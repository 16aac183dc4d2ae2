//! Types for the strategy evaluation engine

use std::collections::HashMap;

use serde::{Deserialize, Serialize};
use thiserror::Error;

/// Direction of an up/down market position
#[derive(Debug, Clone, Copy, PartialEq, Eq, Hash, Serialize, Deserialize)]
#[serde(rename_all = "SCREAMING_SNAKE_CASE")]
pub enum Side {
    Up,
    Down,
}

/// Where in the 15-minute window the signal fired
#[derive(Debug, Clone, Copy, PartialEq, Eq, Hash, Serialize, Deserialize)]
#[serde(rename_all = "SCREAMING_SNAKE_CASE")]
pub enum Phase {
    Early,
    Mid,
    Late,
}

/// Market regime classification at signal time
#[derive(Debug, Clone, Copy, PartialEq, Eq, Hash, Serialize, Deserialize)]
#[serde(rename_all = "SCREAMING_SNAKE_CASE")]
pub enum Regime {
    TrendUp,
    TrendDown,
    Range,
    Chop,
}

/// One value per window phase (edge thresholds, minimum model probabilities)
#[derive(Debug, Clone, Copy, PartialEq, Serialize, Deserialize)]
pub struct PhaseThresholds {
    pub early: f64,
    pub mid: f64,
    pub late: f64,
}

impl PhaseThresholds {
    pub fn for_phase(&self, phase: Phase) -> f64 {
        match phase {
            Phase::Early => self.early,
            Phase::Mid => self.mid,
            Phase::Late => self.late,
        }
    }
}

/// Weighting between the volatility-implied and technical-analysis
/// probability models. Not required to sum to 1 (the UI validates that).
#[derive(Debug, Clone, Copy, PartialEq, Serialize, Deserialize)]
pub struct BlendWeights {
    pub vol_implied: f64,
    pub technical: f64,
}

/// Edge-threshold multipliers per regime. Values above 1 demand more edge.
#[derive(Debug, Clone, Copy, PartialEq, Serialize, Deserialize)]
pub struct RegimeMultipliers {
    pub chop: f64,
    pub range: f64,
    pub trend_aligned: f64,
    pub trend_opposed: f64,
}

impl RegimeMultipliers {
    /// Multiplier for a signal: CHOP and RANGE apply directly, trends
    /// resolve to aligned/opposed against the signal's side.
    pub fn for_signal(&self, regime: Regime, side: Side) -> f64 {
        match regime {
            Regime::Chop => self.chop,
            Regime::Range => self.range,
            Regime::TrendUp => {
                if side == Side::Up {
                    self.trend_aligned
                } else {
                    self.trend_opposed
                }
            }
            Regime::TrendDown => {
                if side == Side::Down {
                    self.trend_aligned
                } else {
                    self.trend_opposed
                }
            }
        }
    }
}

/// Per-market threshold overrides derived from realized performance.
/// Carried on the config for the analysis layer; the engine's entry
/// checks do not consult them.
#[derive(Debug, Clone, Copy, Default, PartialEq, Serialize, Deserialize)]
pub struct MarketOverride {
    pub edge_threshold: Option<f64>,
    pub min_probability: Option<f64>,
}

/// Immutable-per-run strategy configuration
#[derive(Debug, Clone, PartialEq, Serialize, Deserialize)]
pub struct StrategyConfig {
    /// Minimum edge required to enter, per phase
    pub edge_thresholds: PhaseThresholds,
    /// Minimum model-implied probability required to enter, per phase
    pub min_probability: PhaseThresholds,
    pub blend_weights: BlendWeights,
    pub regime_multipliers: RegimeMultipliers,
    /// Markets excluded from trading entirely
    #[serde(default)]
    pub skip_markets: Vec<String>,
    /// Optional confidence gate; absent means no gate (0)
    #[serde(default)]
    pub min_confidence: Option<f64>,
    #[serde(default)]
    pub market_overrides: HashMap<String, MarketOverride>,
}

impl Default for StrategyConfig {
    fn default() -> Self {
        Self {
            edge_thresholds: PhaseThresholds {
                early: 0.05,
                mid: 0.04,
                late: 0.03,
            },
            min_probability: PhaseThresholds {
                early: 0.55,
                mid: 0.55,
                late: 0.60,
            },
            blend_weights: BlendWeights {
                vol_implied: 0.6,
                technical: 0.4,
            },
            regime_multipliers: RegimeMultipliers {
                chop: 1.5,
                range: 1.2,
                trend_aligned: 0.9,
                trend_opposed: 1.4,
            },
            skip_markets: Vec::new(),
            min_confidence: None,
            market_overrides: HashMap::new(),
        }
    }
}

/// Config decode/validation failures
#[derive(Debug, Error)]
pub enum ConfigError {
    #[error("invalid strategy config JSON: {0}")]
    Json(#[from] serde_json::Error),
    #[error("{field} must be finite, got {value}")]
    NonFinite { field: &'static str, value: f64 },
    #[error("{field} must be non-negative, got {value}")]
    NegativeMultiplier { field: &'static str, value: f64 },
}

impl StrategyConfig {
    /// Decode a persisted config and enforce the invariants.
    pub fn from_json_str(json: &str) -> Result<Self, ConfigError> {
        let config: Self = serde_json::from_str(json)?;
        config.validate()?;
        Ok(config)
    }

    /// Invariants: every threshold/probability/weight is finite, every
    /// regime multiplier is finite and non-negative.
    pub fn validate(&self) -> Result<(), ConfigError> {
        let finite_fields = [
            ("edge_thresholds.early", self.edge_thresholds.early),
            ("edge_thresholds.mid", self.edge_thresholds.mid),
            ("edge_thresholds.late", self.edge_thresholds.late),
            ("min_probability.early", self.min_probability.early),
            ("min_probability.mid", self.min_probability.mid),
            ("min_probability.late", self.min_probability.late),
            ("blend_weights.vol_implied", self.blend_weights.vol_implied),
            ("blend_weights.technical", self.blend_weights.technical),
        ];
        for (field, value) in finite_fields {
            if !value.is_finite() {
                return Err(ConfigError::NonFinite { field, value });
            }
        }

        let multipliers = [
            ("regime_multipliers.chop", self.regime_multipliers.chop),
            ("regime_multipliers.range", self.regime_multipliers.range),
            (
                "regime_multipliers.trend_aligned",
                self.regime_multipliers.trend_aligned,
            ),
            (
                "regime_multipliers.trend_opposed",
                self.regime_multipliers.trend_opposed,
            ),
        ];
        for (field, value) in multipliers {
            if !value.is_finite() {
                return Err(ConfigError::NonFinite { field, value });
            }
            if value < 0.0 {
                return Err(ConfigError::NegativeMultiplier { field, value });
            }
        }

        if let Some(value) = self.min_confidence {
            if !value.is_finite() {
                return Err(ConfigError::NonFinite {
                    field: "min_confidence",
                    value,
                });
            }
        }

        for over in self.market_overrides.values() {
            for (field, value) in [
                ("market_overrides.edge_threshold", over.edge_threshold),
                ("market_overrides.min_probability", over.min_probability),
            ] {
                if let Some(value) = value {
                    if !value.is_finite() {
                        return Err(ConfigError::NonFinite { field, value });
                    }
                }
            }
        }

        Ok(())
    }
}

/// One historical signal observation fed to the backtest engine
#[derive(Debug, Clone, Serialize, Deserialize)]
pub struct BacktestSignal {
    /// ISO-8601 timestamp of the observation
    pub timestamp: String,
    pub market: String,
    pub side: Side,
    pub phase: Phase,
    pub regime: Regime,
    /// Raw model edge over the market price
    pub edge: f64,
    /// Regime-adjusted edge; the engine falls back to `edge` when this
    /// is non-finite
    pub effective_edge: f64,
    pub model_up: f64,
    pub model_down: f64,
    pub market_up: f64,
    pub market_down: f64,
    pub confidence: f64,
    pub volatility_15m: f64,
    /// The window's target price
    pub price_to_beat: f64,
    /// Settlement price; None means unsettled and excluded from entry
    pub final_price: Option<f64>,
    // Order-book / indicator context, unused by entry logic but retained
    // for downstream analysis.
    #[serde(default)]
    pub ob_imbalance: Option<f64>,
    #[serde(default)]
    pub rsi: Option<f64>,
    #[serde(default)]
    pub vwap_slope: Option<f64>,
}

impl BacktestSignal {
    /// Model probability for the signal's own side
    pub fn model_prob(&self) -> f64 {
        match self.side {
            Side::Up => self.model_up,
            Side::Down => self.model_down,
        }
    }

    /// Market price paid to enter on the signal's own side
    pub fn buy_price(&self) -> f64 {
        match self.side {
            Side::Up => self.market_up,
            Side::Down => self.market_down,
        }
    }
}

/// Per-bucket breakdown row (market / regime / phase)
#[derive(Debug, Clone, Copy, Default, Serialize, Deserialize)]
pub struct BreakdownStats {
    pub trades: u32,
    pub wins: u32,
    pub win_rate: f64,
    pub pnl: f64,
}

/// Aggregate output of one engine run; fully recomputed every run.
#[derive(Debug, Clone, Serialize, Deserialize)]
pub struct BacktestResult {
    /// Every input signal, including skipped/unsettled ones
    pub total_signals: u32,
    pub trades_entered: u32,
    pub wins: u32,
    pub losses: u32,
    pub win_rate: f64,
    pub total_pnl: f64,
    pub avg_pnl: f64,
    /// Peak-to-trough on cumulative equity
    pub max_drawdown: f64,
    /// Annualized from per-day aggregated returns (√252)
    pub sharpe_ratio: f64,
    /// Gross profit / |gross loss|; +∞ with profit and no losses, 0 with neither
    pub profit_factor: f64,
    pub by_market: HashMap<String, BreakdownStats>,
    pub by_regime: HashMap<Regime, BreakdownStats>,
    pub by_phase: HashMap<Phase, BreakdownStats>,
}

= = =

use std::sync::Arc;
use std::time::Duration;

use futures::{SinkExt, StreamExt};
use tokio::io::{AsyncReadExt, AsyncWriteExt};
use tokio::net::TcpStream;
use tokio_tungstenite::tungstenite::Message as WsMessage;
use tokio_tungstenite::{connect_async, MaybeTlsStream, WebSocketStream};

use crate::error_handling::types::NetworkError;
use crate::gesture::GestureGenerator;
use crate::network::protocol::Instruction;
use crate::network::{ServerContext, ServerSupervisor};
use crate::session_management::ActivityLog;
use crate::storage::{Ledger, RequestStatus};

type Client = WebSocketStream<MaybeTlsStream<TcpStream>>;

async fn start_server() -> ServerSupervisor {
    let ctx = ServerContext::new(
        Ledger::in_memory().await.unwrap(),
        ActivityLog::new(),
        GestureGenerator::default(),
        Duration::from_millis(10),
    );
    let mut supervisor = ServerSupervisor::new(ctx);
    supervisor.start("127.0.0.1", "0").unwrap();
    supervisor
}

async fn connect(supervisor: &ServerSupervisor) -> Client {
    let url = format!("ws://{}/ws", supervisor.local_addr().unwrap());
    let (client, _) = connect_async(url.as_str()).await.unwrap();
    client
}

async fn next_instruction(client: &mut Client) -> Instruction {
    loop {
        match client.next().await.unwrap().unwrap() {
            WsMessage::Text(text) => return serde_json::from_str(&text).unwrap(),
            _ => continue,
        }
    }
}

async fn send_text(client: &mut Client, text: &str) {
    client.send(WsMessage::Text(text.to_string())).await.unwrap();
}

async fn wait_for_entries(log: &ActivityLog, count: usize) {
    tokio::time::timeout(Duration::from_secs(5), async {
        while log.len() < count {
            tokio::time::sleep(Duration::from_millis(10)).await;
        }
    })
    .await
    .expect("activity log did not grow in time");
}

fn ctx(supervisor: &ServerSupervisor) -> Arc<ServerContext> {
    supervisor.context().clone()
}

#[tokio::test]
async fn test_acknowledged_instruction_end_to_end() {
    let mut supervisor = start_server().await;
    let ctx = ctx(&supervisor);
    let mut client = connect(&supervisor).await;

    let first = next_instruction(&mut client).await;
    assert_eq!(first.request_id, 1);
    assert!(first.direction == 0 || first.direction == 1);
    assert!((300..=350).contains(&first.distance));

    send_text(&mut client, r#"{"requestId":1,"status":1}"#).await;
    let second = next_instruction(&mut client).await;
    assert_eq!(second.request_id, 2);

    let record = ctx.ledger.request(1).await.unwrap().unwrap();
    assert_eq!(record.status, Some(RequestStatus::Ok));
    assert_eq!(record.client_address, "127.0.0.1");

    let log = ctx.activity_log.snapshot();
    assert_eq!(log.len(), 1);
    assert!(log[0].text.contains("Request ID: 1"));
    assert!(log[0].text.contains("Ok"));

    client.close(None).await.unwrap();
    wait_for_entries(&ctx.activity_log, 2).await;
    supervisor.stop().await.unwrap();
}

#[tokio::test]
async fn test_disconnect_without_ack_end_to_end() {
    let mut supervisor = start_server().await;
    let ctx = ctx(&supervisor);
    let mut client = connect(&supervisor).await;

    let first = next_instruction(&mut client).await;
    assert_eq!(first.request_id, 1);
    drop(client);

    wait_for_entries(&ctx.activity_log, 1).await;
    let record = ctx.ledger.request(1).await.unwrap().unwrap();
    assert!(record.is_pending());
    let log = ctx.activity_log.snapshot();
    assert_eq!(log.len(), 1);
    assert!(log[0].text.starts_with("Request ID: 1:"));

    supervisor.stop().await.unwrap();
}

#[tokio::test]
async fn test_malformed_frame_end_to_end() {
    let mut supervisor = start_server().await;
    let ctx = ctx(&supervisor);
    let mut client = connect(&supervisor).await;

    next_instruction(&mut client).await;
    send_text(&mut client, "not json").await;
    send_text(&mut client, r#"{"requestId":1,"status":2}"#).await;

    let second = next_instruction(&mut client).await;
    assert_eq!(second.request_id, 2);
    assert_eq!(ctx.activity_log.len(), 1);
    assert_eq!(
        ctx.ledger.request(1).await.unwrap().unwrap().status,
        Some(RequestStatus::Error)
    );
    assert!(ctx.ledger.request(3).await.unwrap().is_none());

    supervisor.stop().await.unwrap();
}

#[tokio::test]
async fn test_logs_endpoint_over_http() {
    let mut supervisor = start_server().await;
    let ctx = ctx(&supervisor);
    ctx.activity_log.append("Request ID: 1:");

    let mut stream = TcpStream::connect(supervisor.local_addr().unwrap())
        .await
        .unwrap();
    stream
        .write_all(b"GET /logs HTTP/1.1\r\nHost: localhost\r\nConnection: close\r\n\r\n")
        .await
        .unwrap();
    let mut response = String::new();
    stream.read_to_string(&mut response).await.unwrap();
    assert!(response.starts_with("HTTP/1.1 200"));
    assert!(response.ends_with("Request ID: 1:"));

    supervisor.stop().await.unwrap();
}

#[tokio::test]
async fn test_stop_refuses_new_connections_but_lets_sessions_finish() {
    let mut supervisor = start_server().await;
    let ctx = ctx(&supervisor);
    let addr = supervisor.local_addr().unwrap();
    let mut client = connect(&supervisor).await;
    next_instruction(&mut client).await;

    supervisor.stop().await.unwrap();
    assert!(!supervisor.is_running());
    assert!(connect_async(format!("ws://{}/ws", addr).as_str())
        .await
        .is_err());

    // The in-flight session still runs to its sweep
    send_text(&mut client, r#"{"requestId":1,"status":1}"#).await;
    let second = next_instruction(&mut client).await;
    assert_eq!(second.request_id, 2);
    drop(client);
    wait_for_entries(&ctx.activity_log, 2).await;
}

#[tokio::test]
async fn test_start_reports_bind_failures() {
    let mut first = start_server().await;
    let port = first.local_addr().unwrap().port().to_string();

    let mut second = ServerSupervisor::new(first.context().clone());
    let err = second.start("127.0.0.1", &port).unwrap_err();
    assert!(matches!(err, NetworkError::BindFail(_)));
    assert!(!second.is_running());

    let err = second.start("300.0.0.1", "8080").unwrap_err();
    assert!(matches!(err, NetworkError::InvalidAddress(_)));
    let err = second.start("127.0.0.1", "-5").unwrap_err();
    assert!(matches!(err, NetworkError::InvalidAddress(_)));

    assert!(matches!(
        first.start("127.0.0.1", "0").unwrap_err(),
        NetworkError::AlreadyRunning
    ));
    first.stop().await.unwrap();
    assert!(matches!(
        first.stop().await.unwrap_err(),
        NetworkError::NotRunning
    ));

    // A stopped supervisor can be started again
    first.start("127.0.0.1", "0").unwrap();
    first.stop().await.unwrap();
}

= = =

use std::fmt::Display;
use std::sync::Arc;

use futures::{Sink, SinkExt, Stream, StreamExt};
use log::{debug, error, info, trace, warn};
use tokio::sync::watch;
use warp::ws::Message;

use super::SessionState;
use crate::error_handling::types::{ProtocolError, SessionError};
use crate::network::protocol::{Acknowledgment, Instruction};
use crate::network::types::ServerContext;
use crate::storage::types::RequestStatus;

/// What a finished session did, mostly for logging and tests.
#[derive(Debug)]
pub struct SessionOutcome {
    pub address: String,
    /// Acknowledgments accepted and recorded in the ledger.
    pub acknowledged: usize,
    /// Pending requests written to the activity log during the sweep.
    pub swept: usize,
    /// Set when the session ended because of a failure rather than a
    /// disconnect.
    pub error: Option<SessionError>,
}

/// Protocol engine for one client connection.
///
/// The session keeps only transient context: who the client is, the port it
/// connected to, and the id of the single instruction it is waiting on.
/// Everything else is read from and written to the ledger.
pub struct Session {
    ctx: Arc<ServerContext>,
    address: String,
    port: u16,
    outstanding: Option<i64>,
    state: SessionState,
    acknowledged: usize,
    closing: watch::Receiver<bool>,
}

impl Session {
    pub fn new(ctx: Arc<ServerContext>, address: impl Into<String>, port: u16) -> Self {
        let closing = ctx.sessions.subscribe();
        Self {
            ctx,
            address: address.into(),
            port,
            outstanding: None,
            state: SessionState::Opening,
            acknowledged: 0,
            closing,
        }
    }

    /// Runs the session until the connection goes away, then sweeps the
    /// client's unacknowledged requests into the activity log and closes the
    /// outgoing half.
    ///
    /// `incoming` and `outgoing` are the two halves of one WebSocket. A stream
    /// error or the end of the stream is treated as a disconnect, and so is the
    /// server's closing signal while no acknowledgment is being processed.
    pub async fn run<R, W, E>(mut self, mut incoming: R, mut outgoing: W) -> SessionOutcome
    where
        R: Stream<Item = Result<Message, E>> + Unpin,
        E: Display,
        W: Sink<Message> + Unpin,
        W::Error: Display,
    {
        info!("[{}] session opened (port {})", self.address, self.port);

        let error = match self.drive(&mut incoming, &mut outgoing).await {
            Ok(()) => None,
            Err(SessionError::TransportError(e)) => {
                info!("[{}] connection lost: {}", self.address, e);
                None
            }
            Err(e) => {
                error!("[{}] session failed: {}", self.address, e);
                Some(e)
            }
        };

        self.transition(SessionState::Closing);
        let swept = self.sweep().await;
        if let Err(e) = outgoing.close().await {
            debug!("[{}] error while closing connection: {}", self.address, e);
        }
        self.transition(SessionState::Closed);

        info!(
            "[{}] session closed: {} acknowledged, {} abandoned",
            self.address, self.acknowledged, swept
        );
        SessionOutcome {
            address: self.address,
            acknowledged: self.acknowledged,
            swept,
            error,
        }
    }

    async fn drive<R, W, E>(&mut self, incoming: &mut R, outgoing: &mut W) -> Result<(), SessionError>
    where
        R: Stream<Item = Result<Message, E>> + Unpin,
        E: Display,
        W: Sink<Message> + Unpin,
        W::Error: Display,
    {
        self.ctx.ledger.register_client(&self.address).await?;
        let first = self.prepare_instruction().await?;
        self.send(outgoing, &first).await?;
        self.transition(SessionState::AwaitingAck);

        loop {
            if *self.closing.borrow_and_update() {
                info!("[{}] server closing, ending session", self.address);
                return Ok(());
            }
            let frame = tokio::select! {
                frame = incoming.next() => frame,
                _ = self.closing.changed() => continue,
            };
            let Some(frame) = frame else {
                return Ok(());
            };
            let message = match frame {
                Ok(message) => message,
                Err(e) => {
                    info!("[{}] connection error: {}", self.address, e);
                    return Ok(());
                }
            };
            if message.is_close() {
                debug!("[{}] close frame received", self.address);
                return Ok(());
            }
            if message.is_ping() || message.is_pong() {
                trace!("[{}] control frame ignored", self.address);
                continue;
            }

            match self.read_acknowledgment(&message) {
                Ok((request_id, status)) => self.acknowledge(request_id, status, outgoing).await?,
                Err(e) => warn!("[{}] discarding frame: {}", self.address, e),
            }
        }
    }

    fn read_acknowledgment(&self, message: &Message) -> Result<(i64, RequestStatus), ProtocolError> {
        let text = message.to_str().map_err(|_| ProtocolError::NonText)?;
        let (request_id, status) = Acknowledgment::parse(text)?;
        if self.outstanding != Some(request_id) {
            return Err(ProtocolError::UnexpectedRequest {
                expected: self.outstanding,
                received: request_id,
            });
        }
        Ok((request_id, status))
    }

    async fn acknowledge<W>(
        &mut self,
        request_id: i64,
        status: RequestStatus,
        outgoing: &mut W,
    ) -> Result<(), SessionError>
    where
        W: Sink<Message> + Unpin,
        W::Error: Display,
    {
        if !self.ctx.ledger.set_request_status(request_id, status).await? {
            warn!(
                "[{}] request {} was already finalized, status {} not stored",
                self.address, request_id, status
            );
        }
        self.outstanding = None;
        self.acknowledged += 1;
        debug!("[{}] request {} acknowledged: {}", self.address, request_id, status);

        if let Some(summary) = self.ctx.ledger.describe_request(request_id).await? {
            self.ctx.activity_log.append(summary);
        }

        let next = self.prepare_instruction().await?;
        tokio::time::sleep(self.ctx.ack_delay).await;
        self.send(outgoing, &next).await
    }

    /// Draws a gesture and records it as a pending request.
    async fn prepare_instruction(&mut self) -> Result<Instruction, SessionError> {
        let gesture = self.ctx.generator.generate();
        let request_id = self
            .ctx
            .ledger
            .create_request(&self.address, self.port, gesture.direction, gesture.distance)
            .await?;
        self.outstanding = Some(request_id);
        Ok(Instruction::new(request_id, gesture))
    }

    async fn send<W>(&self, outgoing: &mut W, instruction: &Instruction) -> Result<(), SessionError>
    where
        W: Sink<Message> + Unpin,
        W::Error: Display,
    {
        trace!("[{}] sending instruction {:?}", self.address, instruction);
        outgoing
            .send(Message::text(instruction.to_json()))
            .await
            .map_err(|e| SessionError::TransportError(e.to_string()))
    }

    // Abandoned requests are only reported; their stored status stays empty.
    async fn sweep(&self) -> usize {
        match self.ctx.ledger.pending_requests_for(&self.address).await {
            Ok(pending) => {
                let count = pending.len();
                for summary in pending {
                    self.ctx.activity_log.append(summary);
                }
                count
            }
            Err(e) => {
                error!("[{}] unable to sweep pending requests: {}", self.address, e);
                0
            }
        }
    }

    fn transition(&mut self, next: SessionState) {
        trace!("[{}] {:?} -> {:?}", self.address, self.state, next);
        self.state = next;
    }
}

= = =

Assigned task
Go through the material above and output exactly the lines from the one containing "repository 16aac183dc4d2ae2" through the one containing "minimum model probabilities)".

Response
repository 16aac183dc4d2ae2
//! Types for the strategy evaluation engine

use std::collections::HashMap;

use serde::{Deserialize, Serialize};
use thiserror::Error;

/// Direction of an up/down market position
#[derive(Debug, Clone, Copy, PartialEq, Eq, Hash, Serialize, Deserialize)]
#[serde(rename_all = "SCREAMING_SNAKE_CASE")]
pub enum Side {
    Up,
    Down,
}

/// Where in the 15-minute window the signal fired
#[derive(Debug, Clone, Copy, PartialEq, Eq, Hash, Serialize, Deserialize)]
#[serde(rename_all = "SCREAMING_SNAKE_CASE")]
pub enum Phase {
    Early,
    Mid,
    Late,
}

/// Market regime classification at signal time
#[derive(Debug, Clone, Copy, PartialEq, Eq, Hash, Serialize, Deserialize)]
#[serde(rename_all = "SCREAMING_SNAKE_CASE")]
pub enum Regime {
    TrendUp,
    TrendDown,
    Range,
    Chop,
}

/// One value per window phase (edge thresholds, minimum model probabilities)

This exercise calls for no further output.